If your ex-spouse takes early retirement at 62 or 65 or later, you can claim some of their Social Security, maybe take the higher amount to equal his or hers if yours is lower, from his benefit he paid in only if you never remarry. I don't know how much money you will get for sure, it depends, your benefit may be higher than theirs. If you do tag onto his Social Security at age 62 you can only make $15000 - $18000 a year, but after age 65 you can earn is as much money you want, no penalizing limit. 

If a spouse only had their name on a premarital home, and had, or chose, or then refinanced after you re-married without you. You didn't and she didn't not put your name on the title and the mortgage, as co-owner or as co-borrower THREE things can happen.

1. The judge could say you have no claim no matter if the house lost or gained equity. You will not get a dime even though the co-mingled funds went to pay the mortgage. 

2. The judge may force the sale if the stay at home spouse is too old, whatever that means, has no assets and no earning potential so that he or she can get educated to find a good job if young enough. If one is older and maybe around 60 or above, the judge may force liquidation of everything to split everything 50/50, or 60/40 it all depends. The judge will not make anyone less able to support themselves in the judges decision. We may not like the decision, but just think, how far would we go. Think about the parable about the bible guy who was stopped from sacrificing his new born to GOD, or the Egyptian king saying to a divorcing couple arguing about who want's the kid more and was about to cut the baby in half. 

3. The judge can say you are entitled to some equity of the premarital property home because both of you commingled income to pay the mortgage and support the household, called transmutation which makes you a co-owner because you contributed financially.

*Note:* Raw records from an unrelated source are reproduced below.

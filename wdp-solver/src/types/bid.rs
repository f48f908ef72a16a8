use crate::Set;
use std::fmt;

/// An indivisible slot resource.
///
/// The scenario generator packs a grid cell and a timeslot into this integer;
/// the engine never looks inside it and only compares or hashes it.
#[derive(Debug, Clone, Copy, Hash, PartialEq, Eq, PartialOrd, Ord)]
#[cfg_attr(
    feature = "serde",
    derive(serde::Serialize, serde::Deserialize),
    serde(transparent)
)]
pub struct Item(pub u64);

impl fmt::Display for Item {
    fn fmt(&self, f: &mut fmt::Formatter) -> fmt::Result {
        write!(f, "{}", self.0)
    }
}

impl From<u64> for Item {
    fn from(value: u64) -> Self {
        Self(value)
    }
}

/// The largest utility a request may carry.
///
/// Utilities enter the objective as `f64`, which represents every integer up to
/// 2^53 exactly.
pub const MAX_UTILITY: u64 = 1 << 53;

/// The reasons a request can be rejected
#[derive(Debug, Clone, Copy, PartialEq, Eq, thiserror::Error)]
pub enum RequestError {
    /// The same item is listed more than once
    #[error("item {0} appears more than once in the request")]
    DuplicateItem(Item),

    /// The utility cannot be represented exactly in the objective
    #[error("utility {0} exceeds the largest supported utility {max}", max = MAX_UTILITY)]
    Utility(u64),
}

/// One all-or-nothing alternative of a bid: a bundle of items and the utility
/// gained if every one of them is allocated to the bid.
#[derive(Debug, Clone, PartialEq)]
#[cfg_attr(feature = "serde", derive(serde::Serialize, serde::Deserialize))]
pub struct Request {
    items: Set<Item>,
    utility: u64,
}

impl Request {
    /// Creates a new request, rejecting repeated items and utilities above
    /// [`MAX_UTILITY`].
    pub fn new(
        items: impl IntoIterator<Item = impl Into<Item>>,
        utility: u64,
    ) -> Result<Self, RequestError> {
        if utility > MAX_UTILITY {
            return Err(RequestError::Utility(utility));
        }
        let mut set = Set::default();
        for item in items.into_iter().map(Into::into) {
            if !set.insert(item) {
                return Err(RequestError::DuplicateItem(item));
            }
        }
        Ok(Self {
            items: set,
            utility,
        })
    }

    /// The items this request claims, in the order they were listed
    pub fn items(&self) -> &Set<Item> {
        &self.items
    }

    /// The utility earned if this request is satisfied
    pub fn utility(&self) -> u64 {
        self.utility
    }
}

/// An XOR bid: at most one of its requests may be honored.
#[derive(Debug, Clone, PartialEq, Default)]
#[cfg_attr(
    feature = "serde",
    derive(serde::Serialize, serde::Deserialize),
    serde(transparent)
)]
pub struct Bid {
    requests: Vec<Request>,
}

impl Bid {
    /// Creates a bid from its alternatives, keeping their order
    pub fn new<I: IntoIterator<Item = Request>>(requests: I) -> Self {
        Self {
            requests: requests.into_iter().collect(),
        }
    }

    /// The alternatives of this bid
    pub fn requests(&self) -> &[Request] {
        &self.requests
    }

    /// Every item referenced by any alternative, each listed once in first-seen order
    pub fn items(&self) -> Set<Item> {
        self.requests
            .iter()
            .flat_map(|request| request.items.iter().copied())
            .collect()
    }
}

impl FromIterator<Request> for Bid {
    fn from_iter<I: IntoIterator<Item = Request>>(iter: I) -> Self {
        Self::new(iter)
    }
}

#[cfg(test)]
mod tests {
    use super::*;

    #[test]
    fn test_duplicate_item() {
        assert_eq!(
            Request::new([1u64, 2, 1], 4),
            Err(RequestError::DuplicateItem(Item(1)))
        );
    }

    #[test]
    fn test_utility_bound() {
        assert_eq!(Request::new([1u64], MAX_UTILITY).unwrap().utility(), MAX_UTILITY);
        assert_eq!(
            Request::new([1u64], u64::MAX),
            Err(RequestError::Utility(u64::MAX))
        );
    }

    #[test]
    fn test_bid_items_deduplicated() {
        let bid = Bid::new([
            Request::new([3u64, 1], 5).unwrap(),
            Request::new([1u64, 2], 7).unwrap(),
        ]);
        let items = bid.items().into_iter().collect::<Vec<_>>();
        assert_eq!(items, vec![Item(3), Item(1), Item(2)]);
    }
}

It depends on state law. My wife's lawyer and my legal adviser said it is a 50/50 chance. In Illinois some get it and some don't. I guess it is up to give prove that you helped provide.

I think if you have been married twice or more, never go into a commingled financial situation , never own property with anybody, and do not enter a marriage contract, a domestic partner contract again. 

It sucks not having cash to prevent oneself from not having food or not being able to pay for emergency lodging, no money to vacate if situation gets bad, and you have the slightest chance of becoming homeless. It can or will happen at least twice in you life. In addition, it sucks too if you get kicked out, divorced again and spend a lot of money for home furnishings again is rough.

After your third divorce, the divorce don't hurt. This hurts" " I can't believe I got myself in this mess again, Sh*t, I got to start over, I got no assets, and then if you have to stay in the same house at the benevolence of who filed first, and they are the sole person on the title adds fire to the situation, You can't tell the off or why you are divorcing because either spouse don't care for your reason for the divorce. They are only going by their own frame of reference and it is very hard to keep you mouth shut. It is the usual, "Who cares what you think." 

We all want to tell the person how they wronged us so bad. We want be heard for once in the marriage, so we try. If trying to be heard didn't work when you are married it will not work while you are divorcing. It is best to keep it to yourself and grow to be the person you love and to become lovable again. That is the thing that makes me the most angry no matter who is at fault I want to be heard and be understood because I HAVE BEEN TELLING YOU FOR SO MANY YEARS WHAT I NEEDED AND WHERE WE NEED TO GO TO SURVIVE THIS WORLD AND GAIN A BETTER RELATIONSHIP. Oh, hitting your head against the wall for many years of discussing issues without resolution is self defeating behavior in which should have been a enough to make the cut-bait decision earlier in the marriage before you are too old.

I am joining a support group at Church this Tuesday.

Thanks for reading this novel.

David


----------



## 225985 (Dec 29, 2015)

The solution to all this is not to be dependent on anyone. Educate yourself. Get a job. Save for retirement. If your spouse is irresponsible with money, divorce them early. Don't assume marriage is forever. 

Works for both spouses.

But many won't do this.


----------